[[ Supplied records, beginning ]]

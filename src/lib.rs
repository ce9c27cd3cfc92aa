//! Indexing and search for Bible translations.
//!
//! A translation is a JSON document of the shape
//! `{ book: { chapter: { verse: text } } }`. [`Bible::from_json`] parses it
//! into verses in canonical reading order, builds an inverted token index in
//! the same pass, and answers reference lookups (`John 3:16`), book-scoped
//! keyword searches (`Genesis beginning`) and ranked full-text searches.
//! [`TranslationRegistry`] loads named translations lazily.

pub mod bible;
pub mod cli;
pub mod config;
pub mod corpus;
pub mod error;
pub mod registry;
pub mod search;
pub mod tracing;
pub mod types;

pub use bible::Bible;
pub use config::Config;
pub use corpus::{CANONICAL_BOOKS, Corpus, CorpusBuilder};
pub use error::{LoadError, ParseError};
pub use registry::{TranslationRegistry, TranslationSource};
pub use search::{InvertedIndex, MatchTier, Score, SearchHit, SearchOutcome, Strategy};
pub use types::Verse;
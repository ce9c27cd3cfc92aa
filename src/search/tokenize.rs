//! Text tokenization shared by indexing and querying.

/// Tokens of this many characters or fewer are never indexed.
pub const MIN_TOKEN_LENGTH: usize = 2;

/// Characters stripped from both ends of every word.
pub const TRIM_CHARS: &[char] = &['.', ',', ';', ':', '!', '?', '"', '\'', '(', ')', '[', ']'];

/// Strips leading and trailing punctuation from a single word.
///
/// Inner punctuation is kept: `"don't"` stays `don't`, `"(Selah.)"` becomes `Selah`.
pub fn clean_word(word: &str) -> &str {
    word.trim_matches(TRIM_CHARS)
}

/// Whether a cleaned token is long enough to appear in the index.
pub fn is_indexable(token: &str) -> bool {
    token.chars().count() > MIN_TOKEN_LENGTH
}

/// Lowercases and splits text into cleaned tokens, in order, including short
/// ones. Tokens that clean down to nothing are dropped.
pub fn tokenize(text: &str) -> Vec<String> {
    text.to_lowercase()
        .split_whitespace()
        .map(clean_word)
        .filter(|token| !token.is_empty())
        .map(str::to_string)
        .collect()
}

/// Tokens of `text` that the index stores: cleaned, lowercased and longer
/// than [`MIN_TOKEN_LENGTH`].
pub fn index_tokens(text: &str) -> Vec<String> {
    tokenize(text)
        .into_iter()
        .filter(|token| is_indexable(token))
        .collect()
}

[[ Supplied records, end ]]

Task objective. Each line from the one containing "pub fn is_indexable(token: &str)" to the close of the records must appear in the output exactly, and no other line.

Written answer.
pub fn is_indexable(token: &str) -> bool {
    token.chars().count() > MIN_TOKEN_LENGTH
}

/// Lowercases and splits text into cleaned tokens, in order, including short
/// ones. Tokens that clean down to nothing are dropped.
pub fn tokenize(text: &str) -> Vec<String> {
    text.to_lowercase()
        .split_whitespace()
        .map(clean_word)
        .filter(|token| !token.is_empty())
        .map(str::to_string)
        .collect()
}

/// Tokens of `text` that the index stores: cleaned, lowercased and longer
/// than [`MIN_TOKEN_LENGTH`].
pub fn index_tokens(text: &str) -> Vec<String> {
    tokenize(text)
        .into_iter()
        .filter(|token| is_indexable(token))
        .collect()
}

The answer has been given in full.